Bignami considera que “a americanização precarizou nossa saúde. A estrutura privada existente emprega médicos para fazer frente à necessidade de redução de custos e abarcar maior número de clientes da classe média. Temos serviço médico excelente para quem tem dinheiro, a classe média tenta abocanhar o que sobra disso na área privada, e a população de baixa renda utiliza a rede pública sucateada. Quando há redução de custos, ele se dissemina de forma hierarquizada, de cima para baixo, e avança para todos os lados. E a precarização é forte entre recém-formados”.

Para o Dr. João Ladislau Rosa, não somente os recém-formados, mas “um exército de médicos e outros profissionais sobrevive dessa maneira e grande número deles pula de emprego em emprego. A falsa cooperativa é um dos instrumentos responsáveis por essa situação e, algumas, têm contratos em várias cidades da Grande São Paulo”.
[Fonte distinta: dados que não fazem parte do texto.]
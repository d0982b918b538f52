//! Configuration consumed by [`crate::Engine::open`].

use std::path::PathBuf;

use serde::{Deserialize, Serialize};

use crate::error::{Error, Result};

/// Default rollover threshold for a segment: 256 MiB.
pub const DEFAULT_DATA_FILE_SIZE: u64 = 256 * 1024 * 1024;

/// Selects which [`crate::Index`] implementation the engine builds.
#[derive(Debug, Clone, Copy, PartialEq, Eq, Default, Serialize, Deserialize)]
pub enum IndexKind {
    /// A balanced, ordered in-memory tree. The only implementation shipped.
    #[default]
    SortedTree,
    /// Adaptive radix tree. Reserved for a future implementation; selecting
    /// it is a valid configuration but fails at open time.
    AdaptiveRadixTree,
}

/// Options controlling how an [`crate::Engine`] opens and maintains its
/// on-disk log.
///
/// Constructible directly, or via `Default` and field updates. The engine
/// only consumes this value; reading it from a file or the environment is
/// the host process's responsibility (e.g. via the `config` crate, which
/// can deserialize straight into this type).
#[derive(Debug, Clone, Serialize, Deserialize)]
pub struct Options {
    /// Directory the engine's segments live in. Created if absent.
    pub directory: PathBuf,
    /// Byte threshold past which the active segment is rolled over.
    pub data_file_size: u64,
    /// Whether every `put`/`delete` syncs the active segment before
    /// returning.
    pub sync_writes: bool,
    /// Which index implementation to build at open time.
    pub index_kind: IndexKind,
}

impl Default for Options {
    fn default() -> Self {
        Self {
            directory: PathBuf::new(),
            data_file_size: DEFAULT_DATA_FILE_SIZE,
            sync_writes: false,
            index_kind: IndexKind::SortedTree,
        }
    }
}

impl Options {
    /// Creates options pointed at `directory`, with all other fields
    /// defaulted.
    pub fn new(directory: impl Into<PathBuf>) -> Self {
        Self { directory: directory.into(), ..Default::default() }
    }

    /// Validates the options, per spec.md §4.5 step 1: an empty directory
    /// or a non-positive file size threshold is a configuration error.
    pub(crate) fn validate(&self) -> Result<()> {
        if self.directory.as_os_str().is_empty() {
            return Err(Error::config_invalid("directory must not be empty"));
        }
        if self.data_file_size == 0 {
            return Err(Error::config_invalid("data_file_size must be positive"));
        }
        Ok(())
    }
}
Entrando nas soluções, Renato Bignami considerou que “onde não há regulação, vigora a plena liberdade e a lei do mais forte. Sempre que o Estado edita regulação é para procurar equilibrar forças, para que a sociedade avance de forma mais igualitária. O que o Cremesp verifica atualmente é só a formalidade das empresas. E, formalmente, essas cooperativas estão em ordem. Porém, o objetivo da cooperativa é prestar serviço ao próprio associado e não para o tomador. Esse é o ponto principal”.

Concordando com Bignami, o professor Manrich acrescentou que “outro caminho é a parceria com outros órgãos para levantar elementos à revisão dos critérios hoje estabelecidos, de tal maneira que pudesse eliminar, na origem, cooperativas fraudulentas”.

Hora do Povo

Rizzolo: Muitas são as formas de se burlar a legislação trabalhista, e segundo o texto, os médicos estão sendo vítimas das chamadas ” cooperativas de fachada”. Como no Brasil a saúde passou a ser considerada “bem de comércio”, o médico por conseqüência passou a ser um elemento dessa cadeia cujo lucro é o desiderato principal.

Não podemos aceitar que a nobre classe médica deste país seja aviltada através de manobras espúrias do ponto de vista trabalhista. O povo brasileiro, o trabalhador, vê na figura do médico alguém que preserva seu único patrimônio: a saúde. Como bem sublinha a Cremesp, “o objetivo da cooperativa é prestar serviço ao próprio associado e não para o tomador. Esse é o ponto principal”. De qualquer forma devemos rechaçar essa forma de remuneração médica, e cerrarmos fileira no sentido de estabelecer dignidade a estes profissionais da saúde!